Interferon alfa therapy for malignant melanoma: a systematic review of randomized controlled trials.

作者信息

Lens Marko B, Dawes Martin

机构信息

Center for Evidence-Based Medicine, University of Oxford, Oxford, United Kingdom.

出版信息

J Clin Oncol. 2002 Apr 1;20(7):1818-25. doi: 10.1200/JCO.2002.07.070.

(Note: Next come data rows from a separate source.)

//! One game instance: draw a market, bid by strategy, clear, score

use crate::auction::{AuctionOutcome, RandomTieBreaker, run_auctions};
use crate::campaigns::{Bid, Campaign, CampaignId, Market};
use crate::config::GameConfig;
use crate::draws::{BudgetSampler, draw_campaign, draw_impressions};
use crate::efficient::we_strategy;
use crate::error::{Error, Result};
use crate::lp::LpSolver;
use crate::profiles::ProfileSample;
use crate::statistics::{GameStatistics, compute_statistics};
use crate::waterfall::wf_strategy;
use rand::Rng;
use tracing::debug;

/// Everything produced by one game, kept for reporting
#[derive(Debug, Clone)]
pub struct GameOutcome {
    pub num_we: usize,
    pub num_wf: usize,
    pub market: Market,
    pub we_bids: Vec<Bid>,
    pub wf_bids: Vec<Bid>,
    /// Bids actually submitted: WE bids of the first `num_we` campaigns,
    /// WF bids of the rest
    pub bids: Vec<Bid>,
    pub auction: AuctionOutcome,
    pub statistics: GameStatistics,
}

impl GameOutcome {
    pub fn we_campaigns(&self) -> &[Campaign] {
        &self.market.campaigns()[..self.num_we]
    }

    pub fn wf_campaigns(&self) -> &[Campaign] {
        &self.market.campaigns()[self.num_we..]
    }

    /// Utility of the first WE and first WF campaign, 0 when a strategy has no players
    pub fn sample(&self) -> ProfileSample {
        let utility_of = |campaigns: &[Campaign]| {
            campaigns
                .first()
                .and_then(|c| self.statistics.utility(c.id()))
                .unwrap_or(0.0)
        };
        ProfileSample {
            num_we: self.num_we,
            num_wf: self.num_wf,
            we: utility_of(self.we_campaigns()),
            wf: utility_of(self.wf_campaigns()),
            revenue: self.statistics.total_revenue,
        }
    }
}

/// Play one game with `num_we` WE players and `num_wf` WF players
///
/// Both strategies are computed on the full market; each campaign then
/// submits the bids of the strategy it plays.
pub fn play_game<R, S>(
    config: &GameConfig,
    num_we: usize,
    num_wf: usize,
    rng: &mut R,
    solver: &S,
) -> Result<GameOutcome>
where
    R: Rng + ?Sized,
    S: LpSolver + ?Sized,
{
    let num_players = num_we + num_wf;
    if num_players == 0 {
        return Err(Error::InvalidConfig("a game needs at least one player".into()));
    }

    let budgets = BudgetSampler::new()?;
    let campaigns = (0..num_players)
        .map(|i| draw_campaign(CampaignId(i), num_players, config, &budgets, rng))
        .collect::<Result<Vec<_>>>()?;
    let market = Market::new(campaigns, config.goods().to_vec())?;

    let we_bids = we_strategy(&market, solver)?;
    let wf_bids = wf_strategy(&market)?;
    let bids: Vec<Bid> = we_bids
        .iter()
        .filter(|b| b.campaign().0 < num_we)
        .chain(wf_bids.iter().filter(|b| b.campaign().0 >= num_we))
        .cloned()
        .collect();

    let impressions = draw_impressions(config, rng);
    let auction = run_auctions(
        &impressions,
        market.goods(),
        market.campaigns(),
        &bids,
        &mut RandomTieBreaker(&mut *rng),
    )?;
    let statistics = compute_statistics(&auction.allocation, &auction.expenditure)?;

    debug!(
        num_we,
        num_wf,
        bids = bids.len(),
        unsold = auction.unsold,
        revenue = statistics.total_revenue,
        "game played"
    );

    Ok(GameOutcome {
        num_we,
        num_wf,
        market,
        we_bids,
        wf_bids,
        bids,
        auction,
        statistics,
    })
}
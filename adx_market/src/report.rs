//! Equilibrium revenue files and run summaries
//!
//! The equilibrium file is plain text:
//! line 1 holds the aggregated revenue, then one line of comma-joined node
//! names per family member, one line of comma-joined revenues per member,
//! and one line per member with its inner reduced value.

use crate::config::{GameConfig, GameParams};
use crate::equilibrium::{Aggregator, EquilibriumFamilies, EquilibriumKind};
use crate::error::{Error, Result};
use serde::{Deserialize, Serialize};
use std::fs;
use std::path::Path;

#[derive(Debug, Clone, PartialEq)]
pub struct EquilibriumReport {
    pub value: f64,
    pub members: Vec<Vec<String>>,
    pub revenues: Vec<Vec<f64>>,
    pub member_values: Vec<f64>,
}

impl EquilibriumReport {
    /// Aggregate a family into a report
    pub fn new(families: &EquilibriumFamilies, aggregator: Aggregator) -> Result<Self> {
        let (value, member_values) = aggregator.aggregate(&families.revenues)?;
        Ok(EquilibriumReport {
            value,
            members: families.members.clone(),
            revenues: families.revenues.clone(),
            member_values,
        })
    }

    pub fn num_members(&self) -> usize {
        self.members.len()
    }

    pub fn to_text(&self) -> String {
        let mut lines = Vec::with_capacity(1 + 3 * self.members.len());
        lines.push(self.value.to_string());
        lines.extend(self.members.iter().map(|m| m.join(",")));
        lines.extend(self.revenues.iter().map(|r| join_values(r)));
        lines.extend(self.member_values.iter().map(|v| v.to_string()));
        let mut text = lines.join("\n");
        text.push('\n');
        text
    }

    pub fn parse(text: &str) -> Result<Self> {
        let lines: Vec<&str> = text.lines().filter(|l| !l.trim().is_empty()).collect();
        let (first, rest) = lines
            .split_first()
            .ok_or_else(|| Error::MalformedReport("empty file".into()))?;
        if rest.len() % 3 != 0 {
            return Err(Error::MalformedReport(format!(
                "{} lines after the aggregate, expected a multiple of 3",
                rest.len()
            )));
        }
        let m = rest.len() / 3;

        let value = parse_value(first)?;
        let members = rest[..m]
            .iter()
            .map(|line| line.split(',').map(|s| s.trim().to_string()).collect())
            .collect();
        let revenues = rest[m..2 * m]
            .iter()
            .map(|line| line.split(',').map(parse_value).collect::<Result<Vec<f64>>>())
            .collect::<Result<Vec<_>>>()?;
        let member_values = rest[2 * m..]
            .iter()
            .map(|line| parse_value(line))
            .collect::<Result<Vec<f64>>>()?;

        Ok(EquilibriumReport {
            value,
            members,
            revenues,
            member_values,
        })
    }

    pub fn write<P: AsRef<Path>>(&self, path: P) -> Result<()> {
        fs::write(path, self.to_text())?;
        Ok(())
    }

    pub fn read<P: AsRef<Path>>(path: P) -> Result<Self> {
        EquilibriumReport::parse(&fs::read_to_string(path)?)
    }
}

/// Aggregated revenue from the first line of an equilibrium file
pub fn read_revenue<P: AsRef<Path>>(path: P) -> Result<f64> {
    let text = fs::read_to_string(path)?;
    let first = text
        .lines()
        .next()
        .ok_or_else(|| Error::MalformedReport("empty file".into()))?;
    parse_value(first)
}

fn join_values(values: &[f64]) -> String {
    values
        .iter()
        .map(|v| v.to_string())
        .collect::<Vec<_>>()
        .join(",")
}

fn parse_value(s: &str) -> Result<f64> {
    s.trim()
        .parse()
        .map_err(|_| Error::MalformedReport(format!("not a number: '{}'", s.trim())))
}

/// Summary of one estimation run for reproducibility
#[derive(Debug, Clone, Serialize, Deserialize)]
pub struct RunSummary {
    pub experiment: String,
    pub base_seed: u64,
    pub timestamp: String,
    pub params: GameParams,
    pub reserve_prices: Vec<(String, f64)>,
    pub samples_per_profile: usize,
    pub num_samples: usize,
    pub equilibria: Vec<EquilibriumSummary>,
}

#[derive(Debug, Clone, Serialize, Deserialize)]
pub struct EquilibriumSummary {
    pub kind: EquilibriumKind,
    pub aggregator: String,
    pub revenue: f64,
    pub members: Vec<Vec<String>>,
    pub member_values: Vec<f64>,
}

impl EquilibriumSummary {
    pub fn new(kind: EquilibriumKind, aggregator: Aggregator, report: &EquilibriumReport) -> Self {
        EquilibriumSummary {
            kind,
            aggregator: aggregator.to_string(),
            revenue: report.value,
            members: report.members.clone(),
            member_values: report.member_values.clone(),
        }
    }
}

impl RunSummary {
    pub fn new(
        experiment: &str,
        base_seed: u64,
        config: &GameConfig,
        samples_per_profile: usize,
        num_samples: usize,
    ) -> Self {
        RunSummary {
            experiment: experiment.to_string(),
            base_seed,
            timestamp: chrono::Utc::now().to_rfc3339(),
            params: config.params().clone(),
            reserve_prices: config.reserve_prices(),
            samples_per_profile,
            num_samples,
            equilibria: Vec::new(),
        }
    }

    pub fn save_json<P: AsRef<Path>>(&self, path: P) -> Result<()> {
        let json = serde_json::to_string_pretty(self)?;
        fs::write(path, json)?;
        Ok(())
    }
}
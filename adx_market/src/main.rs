//! Ad Exchange Market Game - single verbose game
//!
//! Plays one game on the baseline catalog and prints every stage.
//!
//! Usage:
//!   cargo run --release --bin adx_market -- [num_WE] [num_WF] [seed]

use adx_market::{GameConfig, MiniLpSolver, play_game};
use rand::SeedableRng;
use rand::rngs::StdRng;
use std::env;
use tracing_subscriber::EnvFilter;

fn parse_arg<T: std::str::FromStr>(args: &[String], i: usize, default: T) -> T {
    match args.get(i) {
        Some(s) => s.parse().unwrap_or_else(|_| {
            eprintln!("Invalid argument '{}'", s);
            eprintln!("Usage: {} [num_WE] [num_WF] [seed]", args[0]);
            std::process::exit(1);
        }),
        None => default,
    }
}

fn main() {
    tracing_subscriber::fmt()
        .with_env_filter(EnvFilter::from_default_env())
        .init();

    let args: Vec<String> = env::args().collect();
    let num_we: usize = parse_arg(&args, 1, 4);
    let num_wf: usize = parse_arg(&args, 2, 4);
    let seed: u64 = parse_arg(&args, 3, 42);

    println!("=== Ad Exchange Market Game ===\n");

    let config = GameConfig::baseline().unwrap_or_else(|e| {
        eprintln!("Error building baseline config: {}", e);
        std::process::exit(1);
    });

    println!("Configuration:");
    println!("  Impressions (k): {}", config.params().k);
    println!("  Players: {} WE, {} WF", num_we, num_wf);
    println!("  Reach discount factor: {}", config.params().reach_discount_factor);
    println!("  Seed: {}\n", seed);

    println!("Goods (id, supply, reserve):");
    for good in config.goods() {
        println!("  {}", good);
    }
    println!();

    let mut rng = StdRng::seed_from_u64(seed);
    let game = play_game(&config, num_we, num_wf, &mut rng, &MiniLpSolver).unwrap_or_else(|e| {
        eprintln!("Error playing game: {}", e);
        std::process::exit(1);
    });

    println!("Campaigns (id, target, reach, budget, density):");
    for campaign in game.we_campaigns() {
        println!("  WE {}", campaign);
    }
    for campaign in game.wf_campaigns() {
        println!("  WF {}", campaign);
    }

    println!("\nSubmitted bids:");
    for bid in &game.bids {
        println!("  {}", bid);
    }

    println!("\n=== Allocation ===\n");
    print!("{}", game.auction.allocation);
    println!("\n=== Expenditure ===\n");
    print!("{}", game.auction.expenditure);

    println!("\n=== Results ===\n");
    println!(
        "{:<8} {:>10} {:>12} {:>10} {:>10}",
        "Campaign", "Units", "Reach ratio", "Spend", "Utility"
    );
    for outcome in &game.statistics.campaigns {
        println!(
            "{:<8} {:>10} {:>12.4} {:>10.4} {:>10.4}",
            outcome.campaign.to_string(),
            outcome.effective_units,
            outcome.reach_ratio,
            outcome.spend,
            outcome.utility
        );
    }

    let sample = game.sample();
    println!("\nUnsold impressions: {}", game.auction.unsold);
    println!("Units sold: {}", game.statistics.total_units);
    println!("Revenue: {:.4}", sample.revenue);
    println!("First WE utility: {:.4}", sample.we);
    println!("First WF utility: {:.4}", sample.wf);
}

DOI:10.1200/JCO.2002.07.070
PMID:11919239
Abstract

PURPOSE

No standard systemic adjuvant therapy has been proven to increase overall survival in melanoma patients. The effect of interferon alfa (IFNalpha) as a single agent or in combination has been widely explored in clinical trials. The purpose of this study was to assess the benefit of IFNalpha therapy in malignant melanoma.

METHODS

We performed a systematic review of randomized controlled trials comparing regimens with or without IFNalpha adjuvant therapy in melanoma patients. We assessed the effect of IFNalpha therapy on overall survival (OS), disease-free survival (DFS), melanoma recurrences, and toxicity. The quality of each trial was systematically evaluated.

RESULTS

Nine randomized controlled trials (RCTs) of IFNalpha therapy in melanoma patients were identified. Eight were published and one was unpublished. Eight trials comprising 3,178 patients fulfilled our inclusion criteria and were analyzed. Quality assessment scores ranged from 22 to 71, with a mean score of 55.4 (95% confidence interval, 53.8 to 57.0). For OS, only one trial reported a statistically significant benefit for IFNalpha, but our analysis did not confirm it. Two trials reported statistically significant benefit in DFS for the patients treated with IFNalpha, but our analysis confirmed it in only one trial. There was a wide clinical heterogeneity between included trials, making meta-analysis inappropriate.

CONCLUSION

In our review, results from included RCTs demonstrated no clear benefit of IFNalpha therapy on OS in melanoma patients. A large RCT is required to answer whether a full regimen of IFNalpha therapy is effective and to identify the subgroups of patients who might benefit from IFNalpha treatment.

摘要

目的

尚无标准的全身辅助治疗被证明可提高黑色素瘤患者的总生存率。干扰素α(IFNα)作为单一药物或联合用药的效果已在临床试验中得到广泛探索。本研究的目的是评估IFNα治疗在恶性黑色素瘤中的益处。

方法

我们对比较黑色素瘤患者接受或不接受IFNα辅助治疗方案的随机对照试验进行了系统评价。我们评估了IFNα治疗对总生存率(OS)、无病生存率(DFS)、黑色素瘤复发和毒性的影响。对每个试验的质量进行了系统评估。

结果

确定了9项关于黑色素瘤患者IFNα治疗的随机对照试验(RCT)。8项已发表,1项未发表。8项试验共纳入3178例患者,符合我们的纳入标准并进行了分析。质量评估分数范围为22至71,平均分数为55.4(95%置信区间,53.8至57.0)。对于OS,只有一项试验报告IFNα有统计学显著益处,但我们的分析未证实这一点。两项试验报告接受IFNα治疗的患者在DFS方面有统计学显著益处,但我们的分析仅在一项试验中证实了这一点。纳入试验之间存在广泛的临床异质性,因此不适合进行荟萃分析。

结论

在我们的综述中,纳入的RCT结果表明,IFNα治疗对黑色素瘤患者的OS没有明显益处。需要进行一项大型RCT来回答IFNα全疗程治疗是否有效,并确定可能从IFNα治疗中获益的患者亚组。